- Opening Delimiter -

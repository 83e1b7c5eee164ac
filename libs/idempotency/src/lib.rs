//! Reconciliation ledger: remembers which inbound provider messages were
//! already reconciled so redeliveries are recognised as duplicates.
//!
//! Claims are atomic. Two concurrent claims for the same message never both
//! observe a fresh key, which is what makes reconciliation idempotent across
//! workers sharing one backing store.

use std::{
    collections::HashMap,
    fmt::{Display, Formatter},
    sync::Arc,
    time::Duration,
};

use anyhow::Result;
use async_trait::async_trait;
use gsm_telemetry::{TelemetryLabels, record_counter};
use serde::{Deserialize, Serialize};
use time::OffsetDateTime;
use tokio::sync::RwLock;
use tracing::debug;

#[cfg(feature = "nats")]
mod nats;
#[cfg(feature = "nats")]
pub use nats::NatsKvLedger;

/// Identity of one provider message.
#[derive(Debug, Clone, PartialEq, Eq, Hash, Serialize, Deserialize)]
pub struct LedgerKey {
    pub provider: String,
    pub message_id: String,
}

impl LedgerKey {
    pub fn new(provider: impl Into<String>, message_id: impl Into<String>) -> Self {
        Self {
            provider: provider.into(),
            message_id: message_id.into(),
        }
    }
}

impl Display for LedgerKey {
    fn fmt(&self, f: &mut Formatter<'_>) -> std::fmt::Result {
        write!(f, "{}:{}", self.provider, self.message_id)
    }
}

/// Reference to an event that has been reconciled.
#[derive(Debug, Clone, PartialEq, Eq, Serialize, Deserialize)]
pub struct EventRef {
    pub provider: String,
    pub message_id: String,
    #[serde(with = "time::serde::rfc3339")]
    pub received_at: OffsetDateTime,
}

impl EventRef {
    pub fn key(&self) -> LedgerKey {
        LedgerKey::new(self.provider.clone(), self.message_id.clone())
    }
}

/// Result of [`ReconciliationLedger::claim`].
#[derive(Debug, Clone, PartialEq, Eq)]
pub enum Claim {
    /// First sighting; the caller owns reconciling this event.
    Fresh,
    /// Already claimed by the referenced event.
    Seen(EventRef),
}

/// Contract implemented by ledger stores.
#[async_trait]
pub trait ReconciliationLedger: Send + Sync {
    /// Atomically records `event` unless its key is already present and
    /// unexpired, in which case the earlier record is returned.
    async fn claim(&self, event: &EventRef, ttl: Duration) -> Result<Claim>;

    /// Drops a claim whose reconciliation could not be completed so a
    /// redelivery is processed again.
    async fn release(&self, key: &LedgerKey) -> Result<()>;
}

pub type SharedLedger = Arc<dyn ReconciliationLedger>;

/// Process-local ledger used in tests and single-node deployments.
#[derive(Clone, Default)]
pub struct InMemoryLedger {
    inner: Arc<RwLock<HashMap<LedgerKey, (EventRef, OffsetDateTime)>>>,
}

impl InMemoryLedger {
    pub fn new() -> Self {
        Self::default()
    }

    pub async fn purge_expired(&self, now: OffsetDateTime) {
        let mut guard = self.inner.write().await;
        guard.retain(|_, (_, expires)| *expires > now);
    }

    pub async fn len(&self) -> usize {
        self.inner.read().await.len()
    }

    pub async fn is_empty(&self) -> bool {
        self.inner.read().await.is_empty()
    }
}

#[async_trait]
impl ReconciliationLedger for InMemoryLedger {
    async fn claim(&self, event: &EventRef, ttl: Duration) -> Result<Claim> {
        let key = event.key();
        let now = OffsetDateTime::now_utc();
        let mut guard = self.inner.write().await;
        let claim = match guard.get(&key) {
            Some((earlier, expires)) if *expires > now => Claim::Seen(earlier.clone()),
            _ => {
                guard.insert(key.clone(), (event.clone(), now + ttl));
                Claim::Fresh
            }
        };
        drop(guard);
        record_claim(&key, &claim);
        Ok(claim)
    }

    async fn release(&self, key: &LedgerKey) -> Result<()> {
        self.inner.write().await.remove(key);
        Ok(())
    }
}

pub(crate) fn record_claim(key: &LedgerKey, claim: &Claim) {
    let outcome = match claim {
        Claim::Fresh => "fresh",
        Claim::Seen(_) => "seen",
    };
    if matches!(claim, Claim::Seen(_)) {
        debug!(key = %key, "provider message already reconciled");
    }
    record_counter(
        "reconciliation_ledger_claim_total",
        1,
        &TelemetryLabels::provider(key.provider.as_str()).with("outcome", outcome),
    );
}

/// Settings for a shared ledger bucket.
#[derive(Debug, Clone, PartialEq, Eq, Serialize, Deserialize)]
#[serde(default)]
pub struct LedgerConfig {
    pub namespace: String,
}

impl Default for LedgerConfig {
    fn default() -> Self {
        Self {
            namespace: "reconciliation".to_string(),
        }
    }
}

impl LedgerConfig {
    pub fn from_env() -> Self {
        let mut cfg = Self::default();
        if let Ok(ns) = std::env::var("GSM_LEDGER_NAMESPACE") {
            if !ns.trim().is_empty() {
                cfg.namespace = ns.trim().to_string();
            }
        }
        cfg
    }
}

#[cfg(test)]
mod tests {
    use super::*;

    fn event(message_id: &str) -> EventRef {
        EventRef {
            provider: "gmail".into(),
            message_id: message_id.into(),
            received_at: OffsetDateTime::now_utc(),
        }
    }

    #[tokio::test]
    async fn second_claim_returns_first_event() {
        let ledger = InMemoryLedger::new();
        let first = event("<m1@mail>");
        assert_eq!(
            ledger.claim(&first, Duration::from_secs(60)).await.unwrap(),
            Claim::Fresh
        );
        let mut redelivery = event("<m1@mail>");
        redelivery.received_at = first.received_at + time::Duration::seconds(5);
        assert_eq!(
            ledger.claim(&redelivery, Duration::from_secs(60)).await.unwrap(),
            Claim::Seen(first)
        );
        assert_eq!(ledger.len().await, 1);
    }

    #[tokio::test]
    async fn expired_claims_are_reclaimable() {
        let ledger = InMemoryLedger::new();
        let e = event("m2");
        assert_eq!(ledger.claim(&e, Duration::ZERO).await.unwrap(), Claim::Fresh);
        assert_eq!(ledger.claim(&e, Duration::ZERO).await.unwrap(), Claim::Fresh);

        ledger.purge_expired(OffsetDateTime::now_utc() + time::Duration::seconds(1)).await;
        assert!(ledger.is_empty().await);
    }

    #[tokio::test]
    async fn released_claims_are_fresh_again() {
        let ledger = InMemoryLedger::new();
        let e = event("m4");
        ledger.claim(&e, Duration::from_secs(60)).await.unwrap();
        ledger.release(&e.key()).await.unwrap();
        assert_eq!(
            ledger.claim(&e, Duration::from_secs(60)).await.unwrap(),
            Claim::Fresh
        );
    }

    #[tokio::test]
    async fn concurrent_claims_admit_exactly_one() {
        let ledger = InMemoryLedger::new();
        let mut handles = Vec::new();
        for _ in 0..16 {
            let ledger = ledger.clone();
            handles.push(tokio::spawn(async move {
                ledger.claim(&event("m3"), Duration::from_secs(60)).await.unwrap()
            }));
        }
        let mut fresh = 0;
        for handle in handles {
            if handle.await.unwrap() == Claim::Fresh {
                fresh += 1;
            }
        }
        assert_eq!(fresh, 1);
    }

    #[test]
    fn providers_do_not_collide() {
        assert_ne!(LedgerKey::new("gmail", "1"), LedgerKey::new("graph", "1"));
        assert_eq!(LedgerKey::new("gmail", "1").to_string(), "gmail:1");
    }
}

- Closing Delimiter -
- Opening Delimiter -

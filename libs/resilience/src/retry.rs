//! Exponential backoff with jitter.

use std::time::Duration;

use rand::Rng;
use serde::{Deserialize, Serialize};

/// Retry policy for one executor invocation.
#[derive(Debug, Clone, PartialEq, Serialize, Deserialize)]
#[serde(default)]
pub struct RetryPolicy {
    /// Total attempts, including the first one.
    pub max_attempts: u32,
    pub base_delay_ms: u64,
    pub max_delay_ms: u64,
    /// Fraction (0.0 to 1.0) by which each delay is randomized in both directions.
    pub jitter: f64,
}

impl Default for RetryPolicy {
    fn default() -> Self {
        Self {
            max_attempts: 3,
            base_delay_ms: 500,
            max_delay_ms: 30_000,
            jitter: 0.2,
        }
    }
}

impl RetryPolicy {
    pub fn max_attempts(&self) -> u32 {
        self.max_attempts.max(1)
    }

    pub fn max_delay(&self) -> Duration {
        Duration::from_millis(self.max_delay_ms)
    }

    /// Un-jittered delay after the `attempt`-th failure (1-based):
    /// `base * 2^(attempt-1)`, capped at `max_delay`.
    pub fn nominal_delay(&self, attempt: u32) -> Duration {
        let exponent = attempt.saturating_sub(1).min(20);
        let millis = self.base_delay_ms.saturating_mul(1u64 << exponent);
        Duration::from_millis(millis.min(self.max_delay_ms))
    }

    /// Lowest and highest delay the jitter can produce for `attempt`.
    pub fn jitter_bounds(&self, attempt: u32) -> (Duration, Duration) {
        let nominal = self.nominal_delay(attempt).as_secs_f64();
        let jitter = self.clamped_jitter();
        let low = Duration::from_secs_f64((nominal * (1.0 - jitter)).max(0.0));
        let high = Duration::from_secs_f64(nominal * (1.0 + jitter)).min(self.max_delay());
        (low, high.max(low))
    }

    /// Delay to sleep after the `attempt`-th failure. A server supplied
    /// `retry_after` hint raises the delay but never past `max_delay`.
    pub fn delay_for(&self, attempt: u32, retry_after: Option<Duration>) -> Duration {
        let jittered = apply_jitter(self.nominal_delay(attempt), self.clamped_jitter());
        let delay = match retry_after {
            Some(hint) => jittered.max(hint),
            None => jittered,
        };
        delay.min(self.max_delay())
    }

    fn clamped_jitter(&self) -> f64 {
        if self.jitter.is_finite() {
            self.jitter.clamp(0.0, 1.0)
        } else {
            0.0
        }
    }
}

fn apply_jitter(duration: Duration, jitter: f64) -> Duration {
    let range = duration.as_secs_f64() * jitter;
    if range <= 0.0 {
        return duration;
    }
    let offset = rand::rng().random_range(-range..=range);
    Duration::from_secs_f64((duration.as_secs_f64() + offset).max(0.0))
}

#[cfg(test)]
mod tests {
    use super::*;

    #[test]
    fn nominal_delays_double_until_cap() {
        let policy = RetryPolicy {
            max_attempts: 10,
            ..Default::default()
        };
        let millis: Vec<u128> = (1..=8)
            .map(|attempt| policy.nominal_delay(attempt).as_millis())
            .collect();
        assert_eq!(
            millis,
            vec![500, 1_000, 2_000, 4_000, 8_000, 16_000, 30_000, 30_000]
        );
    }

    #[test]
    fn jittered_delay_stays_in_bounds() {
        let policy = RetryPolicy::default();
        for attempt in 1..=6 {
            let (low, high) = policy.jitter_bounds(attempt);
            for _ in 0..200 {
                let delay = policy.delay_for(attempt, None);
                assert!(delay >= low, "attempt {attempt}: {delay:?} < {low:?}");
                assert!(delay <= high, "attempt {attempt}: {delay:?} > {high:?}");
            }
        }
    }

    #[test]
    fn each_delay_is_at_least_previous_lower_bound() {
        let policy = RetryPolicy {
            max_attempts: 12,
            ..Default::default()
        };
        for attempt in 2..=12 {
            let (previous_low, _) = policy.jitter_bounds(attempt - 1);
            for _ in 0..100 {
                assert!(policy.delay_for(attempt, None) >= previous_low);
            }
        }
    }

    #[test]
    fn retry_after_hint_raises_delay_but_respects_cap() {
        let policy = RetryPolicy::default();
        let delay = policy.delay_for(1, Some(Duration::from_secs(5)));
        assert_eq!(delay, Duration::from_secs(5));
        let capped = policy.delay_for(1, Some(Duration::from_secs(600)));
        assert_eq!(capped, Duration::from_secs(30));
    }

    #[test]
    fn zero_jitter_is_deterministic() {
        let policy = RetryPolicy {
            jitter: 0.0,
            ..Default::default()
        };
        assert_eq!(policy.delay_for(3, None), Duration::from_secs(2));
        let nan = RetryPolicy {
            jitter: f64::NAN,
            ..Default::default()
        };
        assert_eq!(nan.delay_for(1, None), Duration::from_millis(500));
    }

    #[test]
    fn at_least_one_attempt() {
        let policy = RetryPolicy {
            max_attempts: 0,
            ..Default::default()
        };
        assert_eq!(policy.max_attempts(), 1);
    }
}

- Closing Delimiter -

■ TASK TO COMPLETE:
Go through the entries. Report every line that contains the word "redelivery".

■ WRITTEN ANSWER:
    /// redelivery is processed again.
        let mut redelivery = event("<m1@mail>");
        redelivery.received_at = first.received_at + time::Duration::seconds(5);
            ledger.claim(&redelivery, Duration::from_secs(60)).await.unwrap(),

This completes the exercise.